**DATA FOR ANALYSIS**
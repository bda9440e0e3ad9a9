//! # Split Error Types
//!
//! Error types for the split workflow.
//!
//! ## Error Hierarchy
//! ```text
//! ┌─────────────────────────────────────────────────────────────────────────┐
//! │                       Split Error Categories                            │
//! │                                                                         │
//! │  ┌─────────────────┐  ┌─────────────────────┐  ┌─────────────────────┐ │
//! │  │  Configuration  │  │      Workflow       │  │      Wrapped        │ │
//! │  │                 │  │                     │  │                     │ │
//! │  │  InvalidConfig  │  │  ReceiptUnusable    │  │  Core (validation,  │ │
//! │  │  ConfigLoad...  │  │  ConfirmationReq... │  │    allocation)      │ │
//! │  │  ConfigSave...  │  │  UnclaimedItem      │  │  Io, Json           │ │
//! │  └─────────────────┘  └─────────────────────┘  └─────────────────────┘ │
//! └─────────────────────────────────────────────────────────────────────────┘
//! ```

use tabsplit_core::{CoreError, ValidationError};
use thiserror::Error;

/// Result type alias for split operations.
pub type SplitResult<T> = Result<T, SplitError>;

/// Split error type covering config and workflow failures.
#[derive(Debug, Error)]
pub enum SplitError {
    // =========================================================================
    // Configuration Errors
    // =========================================================================
    /// Invalid split configuration.
    #[error("Invalid split configuration: {0}")]
    InvalidConfig(String),

    /// Failed to load config file.
    #[error("Failed to load config: {0}")]
    ConfigLoadFailed(String),

    /// Failed to save config file.
    #[error("Failed to save config: {0}")]
    ConfigSaveFailed(String),

    // =========================================================================
    // Workflow Errors
    // =========================================================================
    /// Reconciliation found no totals to check the items against.
    #[error("Receipt cannot be split: {reason}")]
    ReceiptUnusable { reason: String },

    /// Items and totals disagree and the bill owner has not confirmed.
    #[error("Bill owner must confirm before splitting: {reason}")]
    ConfirmationRequired { reason: String },

    /// An item line has nobody assigned to it, so its cost would vanish.
    #[error("Item {index} ('{description}') is not claimed by any participant")]
    UnclaimedItem { index: usize, description: String },

    // =========================================================================
    // Wrapped Errors
    // =========================================================================
    /// Domain error from tabsplit-core.
    #[error(transparent)]
    Core(#[from] CoreError),

    /// File system error.
    #[error("I/O error: {0}")]
    Io(#[from] std::io::Error),

    /// Request/outcome JSON error.
    #[error("JSON error: {0}")]
    Json(#[from] serde_json::Error),
}

impl From<ValidationError> for SplitError {
    fn from(err: ValidationError) -> Self {
        SplitError::Core(CoreError::Validation(err))
    }
}

impl From<toml::de::Error> for SplitError {
    fn from(err: toml::de::Error) -> Self {
        SplitError::ConfigLoadFailed(err.to_string())
    }
}

impl From<toml::ser::Error> for SplitError {
    fn from(err: toml::ser::Error) -> Self {
        SplitError::ConfigSaveFailed(err.to_string())
    }
}

impl SplitError {
    /// True for conditions the bill owner can resolve (confirm, fix the
    /// receipt, assign items) as opposed to caller defects.
    pub fn is_user_actionable(&self) -> bool {
        matches!(
            self,
            SplitError::ReceiptUnusable { .. }
                | SplitError::ConfirmationRequired { .. }
                | SplitError::UnclaimedItem { .. }
        )
    }
}
impl Charges {
    pub fn get(&self, component: ChargeComponent) -> Money {
        match component {
            ChargeComponent::Discount => self.discount,
            ChargeComponent::Tax => self.tax,
            ChargeComponent::Tip => self.tip,
        }
    }

    pub fn is_zero(&self) -> bool {
        self.discount.is_zero() && self.tax.is_zero() && self.tip.is_zero()
    }
}

// =============================================================================
// Results
// =============================================================================

/// A condition the caller must surface (audit trail), not a failure.
#[derive(Debug, Clone, PartialEq, Eq, Serialize, Deserialize, TS)]
#[ts(export)]
#[serde(tag = "kind", rename_all = "snake_case")]
pub enum AllocationWarning {
    /// Every subtotal was zero, so `amount` was split equally.
    ZeroBaseEqualSplit {
        component: ChargeComponent,
        amount: Money,
        participants: usize,
    },
}

impl std::fmt::Display for AllocationWarning {
    fn fmt(&self, f: &mut std::fmt::Formatter<'_>) -> std::fmt::Result {
        match self {
            AllocationWarning::ZeroBaseEqualSplit {
                component,
                amount,
                participants,
            } => write!(
                f,
                "{} of {} split equally across {} participants (no item subtotals to prorate against)",
                component, amount, participants
            ),
        }
    }
}

/// What one participant received in a pass.
#[derive(Debug, Clone, PartialEq, Eq, Serialize, Deserialize, TS)]
#[ts(export)]
pub struct ParticipantAllocation {
    pub participant_id: ParticipantId,
    pub discount_alloc: Money,
    pub tax_alloc: Money,
    pub tip_alloc: Money,
}

/// Result of [`allocate`], in the caller's participant order.
#[derive(Debug, Clone, Default, PartialEq, Eq, Serialize, Deserialize, TS)]
#[ts(export)]
pub struct AllocationReport {
    pub allocations: Vec<ParticipantAllocation>,
    pub warnings: Vec<AllocationWarning>,
}

impl AllocationReport {
    pub fn get(&self, participant_id: &str) -> Option<&ParticipantAllocation> {
        self.allocations
            .iter()
            .find(|a| a.participant_id == participant_id)
    }

    pub fn has_warnings(&self) -> bool {
        !self.warnings.is_empty()
    }
}

/// Output of [`prorate`].
#[derive(Debug, Clone, PartialEq, Eq)]
pub struct Proration {
    /// One share per weight, same order. Always sums to the amount.
    pub shares: Vec<Money>,
    /// True when all weights were zero and the amount was split equally.
    pub fallback: bool,
}

// =============================================================================
// Proration
// =============================================================================

/// Splits `amount` in proportion to `weights`, exact to the cent.
///
/// ## Example
/// ```rust
/// use tabsplit_core::allocation::prorate;
/// use tabsplit_core::money::Money;
///
/// let weights = [Money::from_cents(1000); 3];
/// let p = prorate(Money::from_cents(100), &weights).unwrap();
/// assert_eq!(p.shares, vec![Money::from_cents(34), Money::from_cents(33), Money::from_cents(33)]);
/// ```
///
/// ## Errors
/// - `Validation` if `amount` or any weight is negative
/// - `NoParticipants` if `weights` is empty and `amount` is positive
pub fn prorate(amount: Money, weights: &[Money]) -> CoreResult<Proration> {
    validate_non_negative("amount", amount)?;
    for (index, weight) in weights.iter().enumerate() {
        validate_non_negative(&format!("weights[{}]", index), *weight)?;
    }

    if weights.is_empty() {
        if amount.is_zero() {
            return Ok(Proration {
                shares: Vec::new(),
                fallback: false,
            });
        }
        return Err(CoreError::NoParticipants {
            amount: amount.to_string(),
        });
    }

    if amount.is_zero() {
        return Ok(Proration {
            shares: vec![Money::zero(); weights.len()],
            fallback: false,
        });
    }

    let total_weight: i128 = weights.iter().map(|w| w.cents() as i128).sum();
    let fallback = total_weight == 0;
    let (weights, base): (Vec<i128>, i128) = if fallback {
        (vec![1; weights.len()], weights.len() as i128)
    } else {
        (weights.iter().map(|w| w.cents() as i128).collect(), total_weight)
    };

    let amount_cents = amount.cents() as i128;
    let mut shares = Vec::with_capacity(weights.len());
    let mut remainders = Vec::with_capacity(weights.len());
    for weight in &weights {
        // r_i = numerator / base; c_i = round half up (inputs are non-negative)
        let numerator = amount_cents * weight;
        let rounded = (2 * numerator + base) / (2 * base);
        shares.push(rounded);
        remainders.push(numerator - rounded * base);
    }

    let drift = amount_cents - shares.iter().sum::<i128>();
    if drift != 0 {
        let mut order: Vec<usize> = (0..shares.len()).collect();
        if drift > 0 {
            order.sort_by(|&a, &b| remainders[b].cmp(&remainders[a]).then(a.cmp(&b)));
        } else {
            order.sort_by(|&a, &b| remainders[a].cmp(&remainders[b]).then(a.cmp(&b)));
        }

        let step = drift.signum();
        for k in 0..drift.unsigned_abs() as usize {
            shares[order[k % order.len()]] += step;
        }

        let drift_cents = drift as i64;
        debug!(
            amount = %amount,
            drift_cents,
            participants = shares.len(),
            "Redistributed rounding drift"
        );
    }

    debug_assert_eq!(shares.iter().sum::<i128>(), amount_cents);

    Ok(Proration {
        shares: shares
            .into_iter()
            .map(|c| Money::from_cents(c as i64))
            .collect(),
        fallback,
    })
}

// =============================================================================
// Allocation
// =============================================================================

/// Allocates discount, tax and tip into each participant's [`MutableTotal`].
///
/// `totals` must be in a stable order (e.g. sorted by participant id): that
/// order breaks ties when leftover cents are handed out.
///
/// ## User Workflow
/// ```text
/// reconcile() → owner confirms → item subtotals per participant
///      │
///      ▼
/// allocate(&mut totals, &charges) ← THIS FUNCTION
///      │
///      ├── Σ discount_alloc == charges.discount
///      ├── Σ tax_alloc      == charges.tax
///      └── Σ tip_alloc      == charges.tip
/// ```
///
/// ## Errors
/// Nothing is written if an error is returned.
/// - `Validation`: empty/duplicate ids, negative subtotal or charge
/// - `NoParticipants`: positive charges with an empty `totals`
/// - `AmountOutOfRange`: items + tax + tip does not fit in cents
pub fn allocate(totals: &mut [MutableTotal], charges: &Charges) -> CoreResult<AllocationReport> {
    validate_participant_ids(totals.iter().map(|t| t.participant_id.as_str()))?;
    for component in ChargeComponent::ALL {
        validate_non_negative(&component.to_string(), charges.get(component))?;
    }
    for total in totals.iter() {
        validate_non_negative(
            &format!("{}.items_subtotal", total.participant_id),
            total.items_subtotal,
        )?;
    }
    if totals.is_empty() && !charges.is_zero() {
        let amount = charges
            .discount
            .checked_add(charges.tax)
            .and_then(|sum| sum.checked_add(charges.tip))
            .map(|sum| sum.to_string())
            .unwrap_or_else(|| {
                format!("{} + {} + {}", charges.discount, charges.tax, charges.tip)
            });
        return Err(CoreError::NoParticipants { amount });
    }

    // Every amount_owed is bounded by items + tax + tip; it must fit in cents.
    let gross: i128 = totals
        .iter()
        .map(|t| t.items_subtotal.cents() as i128)
        .sum::<i128>()
        + charges.tax.cents() as i128
        + charges.tip.cents() as i128;
    if gross > i64::MAX as i128 {
        return Err(CoreError::AmountOutOfRange {
            field: "items + tax + tip".to_string(),
            value: gross.to_string(),
        });
    }

    let weights: Vec<Money> = totals.iter().map(|t| t.items_subtotal).collect();
    let mut warnings = Vec::new();

    for component in ChargeComponent::ALL {
        let amount = charges.get(component);
        let proration = prorate(amount, &weights)?;

        if proration.fallback {
            warn!(
                %component,
                %amount,
                participants = totals.len(),
                "Zero item subtotal, splitting equally"
            );
            warnings.push(AllocationWarning::ZeroBaseEqualSplit {
                component,
                amount,
                participants: totals.len(),
            });
        }

        for (total, share) in totals.iter_mut().zip(proration.shares) {
            *component.slot(total) = share;
        }
    }

    let allocations = totals
        .iter()
        .map(|t| ParticipantAllocation {
            participant_id: t.participant_id.clone(),
            discount_alloc: t.discount_alloc,
            tax_alloc: t.tax_alloc,
            tip_alloc: t.tip_alloc,
        })
        .collect();

    Ok(AllocationReport {
        allocations,
        warnings,
    })
}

**WORK TO BE COMPLETED**
Only an exact copy of the listing above, from its first line up to and including the line with "pub enum SplitError", counts as the answer.

**ANSWER TO THIS PROBLEM**
repository bda9440e0e3ad9a9
//! # Split Error Types
//!
//! Error types for the split workflow.
//!
//! ## Error Hierarchy
//! ```text
//! ┌─────────────────────────────────────────────────────────────────────────┐
//! │                       Split Error Categories                            │
//! │                                                                         │
//! │  ┌─────────────────┐  ┌─────────────────────┐  ┌─────────────────────┐ │
//! │  │  Configuration  │  │      Workflow       │  │      Wrapped        │ │
//! │  │                 │  │                     │  │                     │ │
//! │  │  InvalidConfig  │  │  ReceiptUnusable    │  │  Core (validation,  │ │
//! │  │  ConfigLoad...  │  │  ConfirmationReq... │  │    allocation)      │ │
//! │  │  ConfigSave...  │  │  UnclaimedItem      │  │  Io, Json           │ │
//! │  └─────────────────┘  └─────────────────────┘  └─────────────────────┘ │
//! └─────────────────────────────────────────────────────────────────────────┘
//! ```

use tabsplit_core::{CoreError, ValidationError};
use thiserror::Error;

/// Result type alias for split operations.
pub type SplitResult<T> = Result<T, SplitError>;

/// Split error type covering config and workflow failures.
#[derive(Debug, Error)]
pub enum SplitError {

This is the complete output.